VICE: Herr Behr, wer das Video des Mannheimer Polizeieinsatzes sieht, dem begegnet Gewalt. Haben die Polizisten Ihrer Einschätzung nach angemessen gehandelt?
Rafael Behr: 
Um diese Frage zu beantworten, müsste ich spekulieren. Es gibt im Moment zu wenig aussagekräftiges Filmmaterial, sodass ich das nicht bewerten möchte. Allerdings finde ich auch, dass die Bilder für sich sprechen.

Sie haben früher selbst als Polizist gearbeitet. Können Sie Techniken oder Handgriffe erkennen, die professionelles Handeln nahelegen würden?
In dem Video sieht man, wie einer der Polizisten den Mann in die Gegend des Kopfes schlägt.
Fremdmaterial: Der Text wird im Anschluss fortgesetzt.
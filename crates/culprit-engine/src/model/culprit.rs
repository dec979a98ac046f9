//! Final verdict of an analysis run and its wire format.
//!
//! `Culprit::to_dicts` produces the result/tag pair consumed downstream. Field
//! names and nesting of [`CulpritResult`] and [`CulpritTags`] are a contract:
//! do not rename them.

use super::suspect::Suspect;
use crate::feature::ChangedFile;
use serde::{Deserialize, Serialize};

/// Solution tag for the full feature-scoring path
pub const ALGORITHM_CORE: &str = "core_algorithm";

/// Solution tag used when no regression range was available
pub const ALGORITHM_BLAME: &str = "blame";

/// Ranked attribution result
#[derive(Debug, Clone, PartialEq)]
pub struct Culprit {
    /// Most suspected project, possibly empty
    pub project: String,

    /// Most suspected components, best first
    pub components: Vec<String>,

    /// Suspects ranked by descending confidence
    pub suspected_cls: Vec<Suspect>,

    pub regression_range: Option<(String, String)>,

    /// Which scoring path produced this result
    pub algorithm: String,
}

/// Result dict
#[derive(Debug, Clone, PartialEq, Serialize, Deserialize)]
pub struct CulpritResult {
    pub found: bool,

    #[serde(default, skip_serializing_if = "Option::is_none")]
    pub regression_range: Option<(String, String)>,

    #[serde(default, skip_serializing_if = "Option::is_none")]
    pub suspected_project: Option<String>,

    #[serde(default, skip_serializing_if = "Option::is_none")]
    pub suspected_components: Option<Vec<String>>,

    #[serde(default, skip_serializing_if = "Option::is_none")]
    pub suspected_cls: Option<Vec<SuspectReport>>,
}

/// One suspected changelist in the result dict
#[derive(Debug, Clone, PartialEq, Serialize, Deserialize)]
pub struct SuspectReport {
    pub revision: String,
    pub url: String,

    #[serde(default, skip_serializing_if = "Option::is_none")]
    pub review_url: Option<String>,

    pub project_path: String,
    pub author: String,
    pub time: String,
    pub reasons: Vec<String>,
    pub changed_files: Vec<ChangedFileReport>,
    pub confidence: f64,
}

/// One evidence file in the result dict
#[derive(Debug, Clone, PartialEq, Serialize, Deserialize)]
pub struct ChangedFileReport {
    pub file: String,
    pub blame_url: Option<String>,
    pub info: String,
}

/// Tag dict used for metrics
#[derive(Debug, Clone, PartialEq, Serialize, Deserialize)]
pub struct CulpritTags {
    pub found_suspects: bool,
    pub has_regression_range: bool,
    pub found_project: bool,
    pub found_components: bool,
    pub solution: String,
}

impl From<&ChangedFile> for ChangedFileReport {
    fn from(changed_file: &ChangedFile) -> Self {
        Self {
            file: changed_file.name.clone(),
            blame_url: changed_file.blame_url.clone(),
            info: changed_file.reasons.join("\n"),
        }
    }
}

impl From<&Suspect> for SuspectReport {
    fn from(suspect: &Suspect) -> Self {
        let changelog = &suspect.changelog;
        Self {
            revision: changelog.revision.clone(),
            url: changelog.commit_url.clone(),
            review_url: changelog.code_review_url.clone(),
            project_path: suspect.dep_path.clone(),
            author: changelog.author.email.clone(),
            time: changelog.author_time_string(),
            reasons: suspect.reasons.clone(),
            changed_files: suspect.changed_files.iter().map(ChangedFileReport::from).collect(),
            confidence: suspect.confidence,
        }
    }
}

impl Culprit {
    /// Whether anything at all was found
    pub fn found(&self) -> bool {
        !self.project.is_empty()
            || !self.components.is_empty()
            || !self.suspected_cls.is_empty()
            || self.regression_range.is_some()
    }

    /// Serialize into the `(result, tags)` pair
    pub fn to_dicts(&self) -> (CulpritResult, CulpritTags) {
        let result = CulpritResult {
            found: self.found(),
            regression_range: self.regression_range.clone(),
            suspected_project: (!self.project.is_empty()).then(|| self.project.clone()),
            suspected_components: (!self.components.is_empty()).then(|| self.components.clone()),
            suspected_cls: (!self.suspected_cls.is_empty())
                .then(|| self.suspected_cls.iter().map(SuspectReport::from).collect()),
        };

        let tags = CulpritTags {
            found_suspects: !self.suspected_cls.is_empty(),
            has_regression_range: self.regression_range.is_some(),
            found_project: !self.project.is_empty(),
            found_components: !self.components.is_empty(),
            solution: self.algorithm.clone(),
        };

        (result, tags)
    }
}
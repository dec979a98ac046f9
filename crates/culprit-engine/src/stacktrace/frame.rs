//! A single frame of a crash call stack.

use crate::utils::error::ParseError;
use serde::{Deserialize, Deserializer, Serialize};
use std::fmt;

/// One frame in a call stack
#[derive(Debug, Clone, PartialEq, Eq, Serialize, Deserialize)]
#[serde(deny_unknown_fields)]
pub struct StackFrame {
    /// Frame number shown in the stack text (`#3`), else its position
    pub index: u32,

    /// Root of the dependency this frame belongs to, e.g. `src/` or `src/v8/`
    #[serde(default)]
    pub dep_path: String,

    /// Bug-tracker component, if the crash parser knew it
    #[serde(default)]
    pub component: String,

    /// Function display name
    #[serde(default)]
    pub function: String,

    /// Normalized path, relative to `dep_path`
    #[serde(default)]
    pub file_path: String,

    /// Path as it appeared in the stack text
    #[serde(default)]
    pub raw_file_path: String,

    /// Crashed lines in ascending order; accepts `[61, 62]` or `"61:1"`
    #[serde(default, deserialize_with = "deserialize_crashed_lines")]
    pub crashed_line_numbers: Vec<u32>,

    /// Repository URL of the frame's dependency
    #[serde(default, skip_serializing_if = "Option::is_none")]
    pub repo_url: Option<String>,
}

impl StackFrame {
    /// Create a frame without component or repository information
    pub fn new(
        index: u32,
        dep_path: impl Into<String>,
        function: impl Into<String>,
        file_path: impl Into<String>,
        raw_file_path: impl Into<String>,
        crashed_line_numbers: Vec<u32>,
    ) -> Self {
        Self {
            index,
            dep_path: dep_path.into(),
            component: String::new(),
            function: function.into(),
            file_path: file_path.into(),
            raw_file_path: raw_file_path.into(),
            crashed_line_numbers,
            repo_url: None,
        }
    }

    /// Builder: attach a repository URL
    pub fn with_repo_url(mut self, repo_url: impl Into<String>) -> Self {
        self.repo_url = Some(repo_url.into());
        self
    }

    /// Builder: attach a component
    pub fn with_component(mut self, component: impl Into<String>) -> Self {
        self.component = component.into();
        self
    }

    /// Copy of this frame rooted at a (newly resolved) dependency
    pub fn with_dependency(
        &self,
        dep_path: impl Into<String>,
        file_path: impl Into<String>,
        repo_url: Option<String>,
    ) -> Self {
        Self {
            dep_path: dep_path.into(),
            file_path: file_path.into(),
            repo_url,
            ..self.clone()
        }
    }

    /// Inclusive `(first, last)` crashed line range, if any line is known
    pub fn crashed_line_range(&self) -> Option<(u32, u32)> {
        let first = *self.crashed_line_numbers.first()?;
        let last = *self.crashed_line_numbers.last()?;
        Some((first, last))
    }

    /// Full path of the file, including its dependency root
    pub fn full_path(&self) -> String {
        format!("{}{}", self.dep_path, self.file_path)
    }

    /// Blame URL for this frame's file at `revision`
    ///
    /// Example: `https://repo/+blame/rev/a/f.cc#177`
    pub fn blame_url(&self, revision: &str) -> Option<String> {
        let repo_url = self.repo_url.as_deref()?;
        if self.dep_path.is_empty() {
            return None;
        }

        let mut url = format!("{}/+blame/{}/{}", repo_url, revision, self.file_path);
        if let Some(line) = self.crashed_line_numbers.first() {
            url.push_str(&format!("#{}", line));
        }
        Some(url)
    }
}

impl fmt::Display for StackFrame {
    fn fmt(&self, f: &mut fmt::Formatter<'_>) -> fmt::Result {
        write!(f, "#{} in {} @ {}", self.index, self.function, self.file_path)?;
        if let Some(first) = self.crashed_line_numbers.first() {
            write!(f, ":{}", first)?;
        }
        // [61, 62] renders as `f.cc:61:1`
        if self.crashed_line_numbers.len() > 1 {
            write!(f, ":{}", self.crashed_line_numbers.len() - 1)?;
        }
        Ok(())
    }
}

/// Largest `count` accepted in a `line:count` spec
pub const MAX_CRASHED_LINE_COUNT: u32 = 10_000;

/// Expand a `line[:count]` spec into the contiguous crashed lines.
///
/// `"61"` is `[61]`, `"61:2"` is `[61, 62, 63]`. Counts above
/// [`MAX_CRASHED_LINE_COUNT`] are rejected.
pub fn parse_crashed_line_range(spec: &str) -> Result<Vec<u32>, ParseError> {
    let mut parts = spec.trim().splitn(2, ':');
    let invalid = || ParseError::InvalidLineSpec(spec.to_string());

    let start: u32 = parts
        .next()
        .ok_or_else(invalid)?
        .trim()
        .parse()
        .map_err(|_| invalid())?;

    let extra: u32 = match parts.next() {
        Some(count) => count.trim().parse().map_err(|_| invalid())?,
        None => 0,
    };
    if extra > MAX_CRASHED_LINE_COUNT {
        return Err(invalid());
    }

    let end = start.checked_add(extra).ok_or_else(invalid)?;
    Ok((start..=end).collect())
}

#[derive(Deserialize)]
#[serde(untagged)]
enum LineSpec {
    Lines(Vec<u32>),
    Range(String),
}

fn deserialize_crashed_lines<'de, D>(deserializer: D) -> Result<Vec<u32>, D::Error>
where
    D: Deserializer<'de>,
{
    match LineSpec::deserialize(deserializer)? {
        LineSpec::Lines(lines) => Ok(lines),
        LineSpec::Range(spec) => parse_crashed_line_range(&spec).map_err(serde::de::Error::custom),
    }
}
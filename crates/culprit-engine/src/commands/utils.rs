use crate::output::read_analysis_input;
use crate::utils::config::{load_config, SCHEMA_VERSION};
use anyhow::{Context, Result};
use std::path::PathBuf;

/// Validate an analysis input JSON file
pub fn validate_input_file(file_path: PathBuf) -> Result<()> {
    println!("Validating analysis input: {}", file_path.display());

    let input = read_analysis_input(&file_path)
        .with_context(|| format!("Invalid analysis input {}", file_path.display()))?;

    println!("✓ Valid analysis input");
    println!("  Crashed version: {}", input.crashed_version);
    println!("  Signature: {}", input.signature);
    println!("  Call stacks: {}", input.stacktrace.len());
    println!("  Suspects: {}", input.suspects.len());
    match &input.regression_range {
        Some((good, bad)) => println!("  Regression range: {} .. {}", good, bad),
        None => println!("  Regression range: none"),
    }

    Ok(())
}

/// Validate an engine configuration TOML file
pub fn validate_config_file(file_path: PathBuf) -> Result<()> {
    println!("Validating engine config: {}", file_path.display());

    let config = load_config(&file_path)
        .with_context(|| format!("Invalid engine config {}", file_path.display()))?;

    println!("✓ Valid engine config");
    println!("  Top-level weights: {}", config.weights.len());
    println!("  Confidence ratio: {}", config.filters.confidence_ratio);
    println!("  Top N suspects: {}", config.top_n_suspects);
    println!(
        "  Project classifier: {}",
        if config.project_classifier.is_some() { "configured" } else { "none" }
    );
    println!(
        "  Component classifier: {}",
        if config.component_classifier.is_some() { "configured" } else { "none" }
    );

    Ok(())
}

/// Display schema information
pub fn display_schema(show_details: bool) {
    println!("Culprit Report Schema");
    println!("Current Version: {}", SCHEMA_VERSION);
    println!();

    if show_details {
        println!("Schema Structure:");
        println!("  version: string              - Schema version (e.g., '1.0.0')");
        println!("  generated_at: string         - ISO 8601 timestamp");
        println!("  result: object");
        println!("    found: bool                - Anything was attributed");
        println!("    regression_range: array?   - [last good, first bad]");
        println!("    suspected_project: string? - Most suspected project");
        println!("    suspected_components: array? - Most suspected components");
        println!("    suspected_cls: array?      - Ranked suspects");
        println!("      revision, url, review_url?, project_path, author, time");
        println!("      reasons: array           - Per-feature explanations");
        println!("      changed_files: array     - file, blame_url?, info");
        println!("      confidence: number       - Linear-domain confidence");
        println!("  tags: object");
        println!("    found_suspects, has_regression_range, found_project,");
        println!("    found_components: bool; solution: string");
    } else {
        println!("Use --show for detailed schema information");
    }
}

/// Display version information
pub fn display_version() {
    println!("Culprit v{}", env!("CARGO_PKG_VERSION"));
    println!("Report Schema: v{}", SCHEMA_VERSION);
    println!();
    println!("Crash culprit attribution for stacktraces and regression ranges.");
}
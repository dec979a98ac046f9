//! Maps frames and touched files to bug-tracker components.

use super::default_top_n;
use super::occurrence::{default_rank, rank_by_occurrence};
use crate::model::Suspect;
use crate::stacktrace::{CallStack, StackFrame};
use crate::utils::error::ConfigError;
use log::{debug, warn};
use regex::Regex;
use serde::{Deserialize, Serialize};

/// One component rule
#[derive(Debug, Clone, PartialEq, Eq, Serialize, Deserialize)]
#[serde(deny_unknown_fields)]
pub struct ComponentInfo {
    /// Path prefixes (including the dependency root) owned by the component
    pub dirs: Vec<String>,

    /// Regex a frame's function must match from its start
    #[serde(default)]
    pub function: Option<String>,

    /// e.g. `Blink>DOM`
    pub component: String,

    #[serde(default)]
    pub team: Option<String>,
}

/// Component classifier settings
#[derive(Debug, Clone, PartialEq, Eq, Serialize, Deserialize)]
#[serde(deny_unknown_fields)]
pub struct ComponentClassifierConfig {
    #[serde(default)]
    pub component_info: Vec<ComponentInfo>,

    /// Number of components reported, and of crash-stack frames consulted
    #[serde(default = "default_top_n")]
    pub top_n: usize,
}

impl Default for ComponentClassifierConfig {
    fn default() -> Self {
        Self {
            component_info: Vec::new(),
            top_n: default_top_n(),
        }
    }
}

impl ComponentClassifierConfig {
    /// Check that every function pattern compiles
    ///
    /// # Errors
    /// * `ConfigError::InvalidPattern` - A `function` regex is malformed
    pub fn validate(&self) -> Result<(), ConfigError> {
        for info in &self.component_info {
            if let Some(function) = &info.function {
                compile_function_pattern(function)?;
            }
        }
        Ok(())
    }
}

fn compile_function_pattern(pattern: &str) -> Result<Regex, regex::Error> {
    Regex::new(&format!("^(?:{})", pattern))
}

struct Component {
    name: String,
    dirs: Vec<String>,
    function: Option<Regex>,
}

impl Component {
    fn matches_path(&self, path: &str) -> bool {
        self.dirs.iter().any(|dir| path.starts_with(dir.as_str()))
    }

    fn matches_frame(&self, frame: &StackFrame) -> bool {
        let function_matches = self
            .function
            .as_ref()
            .map_or(true, |function| function.is_match(&frame.function));
        function_matches && self.matches_path(&frame.full_path())
    }
}

/// Determines the most suspected components of a crash
pub struct ComponentClassifier {
    components: Vec<Component>,
    top_n: usize,
}

impl ComponentClassifier {
    /// Rules with a malformed function pattern are dropped with a warning
    pub fn new(config: Option<ComponentClassifierConfig>) -> Self {
        let Some(config) = config else {
            return Self {
                components: Vec::new(),
                top_n: default_top_n(),
            };
        };

        let components = config
            .component_info
            .into_iter()
            .filter_map(|info| {
                let function = match info.function.as_deref().map(compile_function_pattern) {
                    Some(Ok(regex)) => Some(regex),
                    Some(Err(e)) => {
                        warn!("Dropping component {}: {}", info.component, e);
                        return None;
                    }
                    None => None,
                };
                Some(Component {
                    name: info.component,
                    dirs: info.dirs,
                    function,
                })
            })
            .collect();

        Self {
            components,
            top_n: config.top_n,
        }
    }

    pub fn is_configured(&self) -> bool {
        !self.components.is_empty()
    }

    /// Component of a frame; an explicit frame component wins
    pub fn classify_frame(&self, frame: &StackFrame) -> Option<String> {
        if !frame.component.is_empty() {
            return Some(frame.component.clone());
        }
        self.components
            .iter()
            .find(|component| component.matches_frame(frame))
            .map(|component| component.name.clone())
    }

    /// Component owning a full path, e.g. `src/third_party/WebKit/a.cc`
    pub fn classify_path(&self, path: &str) -> Option<String> {
        self.components
            .iter()
            .find(|component| component.matches_path(path))
            .map(|component| component.name.clone())
    }

    /// Components of every file a suspect touched, in changelog order
    pub fn classify_suspect(&self, suspect: &Suspect) -> Vec<Option<String>> {
        suspect
            .changelog
            .touched_files
            .iter()
            .map(|touched| self.classify_path(&format!("{}{}", suspect.dep_path, touched.path())))
            .collect()
    }

    /// Most suspected components, best first
    ///
    /// Suspects are classified when there are any; otherwise the top frames
    /// of `crash_stack` are.
    pub fn classify(&self, suspects: &[Suspect], crash_stack: Option<&CallStack>) -> Vec<String> {
        if !self.is_configured() {
            warn!("Component classifier is not configured");
            return Vec::new();
        }

        let names: Vec<Option<String>> = if !suspects.is_empty() {
            suspects
                .iter()
                .flat_map(|suspect| self.classify_suspect(suspect))
                .collect()
        } else {
            match crash_stack {
                Some(stack) => stack
                    .frames
                    .iter()
                    .take(self.top_n)
                    .map(|frame| self.classify_frame(frame))
                    .collect(),
                None => Vec::new(),
            }
        };

        let components = rank_by_occurrence(&names, self.top_n, default_rank);
        debug!("Suspected components: {:?}", components);
        components
    }
}
//! Post-scoring suspect filters.
//!
//! Every filter keeps the relative order of the suspects it lets through.
//! The engine applies them in this order: robot authors, ignored revisions,
//! less likely suspects.

use crate::collaborators::Repository;
use crate::model::Suspect;
use crate::utils::error::{ConfigError, EngineError};
use log::{debug, info, warn};
use regex::Regex;
use std::collections::BTreeSet;
use std::sync::Arc;

/// Author emails of automated rollers and release bots
pub const DEFAULT_ROBOT_AUTHOR_PATTERNS: &[&str] = &[
    r".*-autoroll@.*",
    r".*@chops-service-accounts\.iam\.gserviceaccount\.com",
    r"chrome-release-bot@chromium\.org",
    r"blink-reformat@chromium\.org",
];

/// A step that narrows the ranked suspect list
pub trait SuspectFilter: Send + Sync {
    fn name(&self) -> &str;

    fn filter(&self, suspects: Vec<Suspect>) -> Vec<Suspect>;
}

/// Drop suspects authored by robots
pub fn filter_suspect_from_robot_author(
    suspects: Vec<Suspect>,
    patterns: &[Regex],
) -> Vec<Suspect> {
    suspects
        .into_iter()
        .filter(|suspect| {
            let email = &suspect.changelog.author.email;
            let is_robot = patterns.iter().any(|pattern| pattern.is_match(email));
            if is_robot {
                debug!("Dropping {} by robot author {}", suspect.revision(), email);
            }
            !is_robot
        })
        .collect()
}

/// Robot-author filter with precompiled, fully anchored patterns
pub struct RobotAuthorFilter {
    patterns: Vec<Regex>,
}

impl RobotAuthorFilter {
    /// # Errors
    /// * `ConfigError::InvalidPattern` - A pattern is not a valid regex
    pub fn new<S: AsRef<str>>(patterns: &[S]) -> Result<Self, ConfigError> {
        let patterns = patterns
            .iter()
            .map(|pattern| Regex::new(&format!("^(?:{})$", pattern.as_ref())))
            .collect::<Result<Vec<_>, _>>()?;
        Ok(Self { patterns })
    }
}

impl SuspectFilter for RobotAuthorFilter {
    fn name(&self) -> &str {
        "FilterSuspectFromRobotAuthor"
    }

    fn filter(&self, suspects: Vec<Suspect>) -> Vec<Suspect> {
        filter_suspect_from_robot_author(suspects, &self.patterns)
    }
}

/// Revisions listed in an ignore-list file
///
/// One revision per line; blank lines and `#` comments are skipped.
pub fn parse_ignore_list(content: &str) -> BTreeSet<String> {
    content
        .lines()
        .map(str::trim)
        .filter(|line| !line.is_empty() && !line.starts_with('#'))
        .filter_map(|line| line.split_whitespace().next())
        .map(str::to_string)
        .collect()
}

/// Drop suspects whose revision is on the repository's ignore-list
///
/// Any failure to fetch the list makes this filter a no-op.
pub struct FilterIgnoredRevisions {
    repository: Arc<dyn Repository>,
    path: String,
    revision: String,
}

impl FilterIgnoredRevisions {
    pub fn new(
        repository: Arc<dyn Repository>,
        path: impl Into<String>,
        revision: impl Into<String>,
    ) -> Self {
        Self {
            repository,
            path: path.into(),
            revision: revision.into(),
        }
    }

    fn ignored_revisions(&self) -> Option<BTreeSet<String>> {
        match self.repository.get_source(&self.path, &self.revision) {
            Ok(Some(content)) => Some(parse_ignore_list(&content)),
            Ok(None) => {
                warn!("Ignore list {}@{} not found", self.path, self.revision);
                None
            }
            Err(e) => {
                warn!(
                    "Failed to fetch ignore list {}@{}: {}",
                    self.path, self.revision, e
                );
                None
            }
        }
    }
}

impl SuspectFilter for FilterIgnoredRevisions {
    fn name(&self) -> &str {
        "FilterIgnoredRevisions"
    }

    fn filter(&self, suspects: Vec<Suspect>) -> Vec<Suspect> {
        let Some(ignored) = self.ignored_revisions() else {
            return suspects;
        };

        suspects
            .into_iter()
            .filter(|suspect| !ignored.contains(suspect.revision()))
            .collect()
    }
}

/// Keep suspects whose confidence is within `ratio` of the best one
#[derive(Debug, Clone, Copy, PartialEq)]
pub struct FilterLessLikelySuspects {
    ratio: f64,
}

impl FilterLessLikelySuspects {
    /// # Errors
    /// * `EngineError::InvalidRatio` - `ratio` is negative or NaN
    pub fn new(ratio: f64) -> Result<Self, EngineError> {
        if ratio.is_nan() || ratio < 0.0 {
            return Err(EngineError::InvalidRatio(ratio));
        }
        Ok(Self { ratio })
    }

    pub fn ratio(&self) -> f64 {
        self.ratio
    }
}

impl SuspectFilter for FilterLessLikelySuspects {
    fn name(&self) -> &str {
        "FilterLessLikelySuspects"
    }

    fn filter(&self, suspects: Vec<Suspect>) -> Vec<Suspect> {
        let max_confidence = suspects
            .iter()
            .map(|suspect| suspect.confidence)
            .fold(f64::NEG_INFINITY, f64::max);

        if max_confidence.is_nan() || max_confidence <= 0.0 {
            return suspects;
        }

        suspects
            .into_iter()
            .filter(|suspect| suspect.confidence / max_confidence >= self.ratio)
            .collect()
    }
}

/// Run `filters` in order, logging how many suspects each one removed
pub fn apply_filters(
    filters: &[Box<dyn SuspectFilter>],
    suspects: Vec<Suspect>,
) -> Vec<Suspect> {
    filters.iter().fold(suspects, |suspects, filter| {
        let before = suspects.len();
        let kept = filter.filter(suspects);
        if kept.len() != before {
            info!("{} removed {} suspect(s)", filter.name(), before - kept.len());
        }
        kept
    })
}
//! Analyze command implementation.
//!
//! The analyze command:
//! 1. Loads engine configuration (or defaults)
//! 2. Reads the analysis input
//! 3. Serves the input's repository data through in-memory collaborators
//! 4. Builds the crash report and finds the culprit
//! 5. Writes the culprit JSON

use crate::collaborators::{InMemoryRepository, InvertedIndex, StaticDependencyFetcher};
use crate::commands::models::AnalyzeArgs;
use crate::model::{AnalysisInput, Culprit};
use crate::output::{read_analysis_input, render_terminal_summary, write_culprit};
use crate::ranking::{Collaborators, CulpritEngine};
use crate::utils::config::{load_config, EngineConfig};
use anyhow::{Context, Result};
use log::{debug, info};
use std::sync::Arc;
use std::time::Instant;

/// Execute the analyze command
///
/// **Public** - main entry point called from main.rs
///
/// # Arguments
/// * `args` - Analyze command arguments
///
/// # Returns
/// The culprit that was written to `args.output`
///
/// # Errors
/// * Config load or validation failures
/// * Input parsing errors
/// * Weight/feature shape mismatches
/// * File write errors
pub fn execute_analyze(args: AnalyzeArgs) -> Result<Culprit> {
    let start_time = Instant::now();

    info!("Starting analysis of {}", args.input.display());

    let config = match &args.config {
        Some(path) => load_config(path)
            .with_context(|| format!("Failed to load engine config {}", path.display()))?,
        None => {
            debug!("No config given, using defaults");
            EngineConfig::default()
        }
    };

    let input = read_analysis_input(&args.input)
        .with_context(|| format!("Failed to read analysis input {}", args.input.display()))?;

    let culprit = run_analysis(input, config)?;

    write_culprit(&culprit, &args.output)
        .with_context(|| format!("Failed to write culprit to {}", args.output.display()))?;

    if args.print_summary {
        println!("{}", render_terminal_summary(&culprit));
    }

    info!(
        "Analysis complete in {:.2}s",
        start_time.elapsed().as_secs_f64()
    );

    Ok(culprit)
}

/// Run the engine over a fully loaded input
///
/// # Errors
/// * Config validation failures
/// * Weight/feature shape mismatches or conflicting blame URLs
pub fn run_analysis(input: AnalysisInput, config: EngineConfig) -> Result<Culprit> {
    let collaborators = build_collaborators(&input, &config);
    let engine = CulpritEngine::new(config, collaborators).context("Invalid engine config")?;

    let AnalysisInput {
        crashed_version,
        signature,
        platform,
        stacktrace,
        regression_range,
        suspects,
        ..
    } = input;

    let report = engine.build_report(
        &crashed_version,
        &signature,
        &platform,
        stacktrace,
        regression_range,
    );

    let culprit = engine
        .find_culprit(&report, suspects)
        .context("Culprit analysis failed")?;

    Ok(culprit)
}

/// Serve the repository data bundled in an input
///
/// The ignore-list text, if any, is published at the configured
/// ignore-list location.
pub fn build_collaborators(input: &AnalysisInput, config: &EngineConfig) -> Collaborators {
    let mut repository = input
        .suspects
        .iter()
        .fold(InMemoryRepository::new(), |repository, suspect| {
            repository.with_change_log(suspect.changelog.clone())
        });
    for blame in &input.blames {
        repository = repository.with_blame(blame.clone());
    }
    if let (Some(text), Some((path, revision))) = (
        &input.ignore_list,
        config.filters.ignore_list_location(),
    ) {
        repository = repository.with_source(path, revision, text.clone());
    }

    let inverted_index = input
        .inverted_index
        .clone()
        .map(|index| Arc::new(index) as Arc<dyn InvertedIndex>);

    Collaborators {
        repository: Arc::new(repository),
        dependency_fetcher: Arc::new(StaticDependencyFetcher::new(
            input.dependencies.clone(),
            input.dependency_rolls.clone(),
        )),
        inverted_index,
    }
}

/// Validate analyze arguments
///
/// **Public** - can be called before execute_analyze for early validation
pub fn validate_args(args: &AnalyzeArgs) -> Result<()> {
    if args.input.as_os_str().is_empty() {
        anyhow::bail!("Input path cannot be empty");
    }

    if !args.input.exists() {
        anyhow::bail!("Input file does not exist: {}", args.input.display());
    }

    if let Some(config) = &args.config {
        if !config.exists() {
            anyhow::bail!("Config file does not exist: {}", config.display());
        }
    }

    if args.output.as_os_str().is_empty() {
        anyhow::bail!("Output path cannot be empty");
    }

    Ok(())
}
Das könnte ein sogenannter "Schockschlag" gewesen sein. Die Annahme dahinter ist: Wenn Menschen zu Boden gebracht werden, schlagen sie wild um sich oder verschränken die Arme vor der Brust. Ein Polizist schlägt die Person dann zum Beispiel auf Oberschenkel, Schulter oder in die Seite. Dann erschrickt sich die Person und ist kurz handlungsunfähig. Diesen Moment nutzen die Polizisten, um Handschellen anzulegen.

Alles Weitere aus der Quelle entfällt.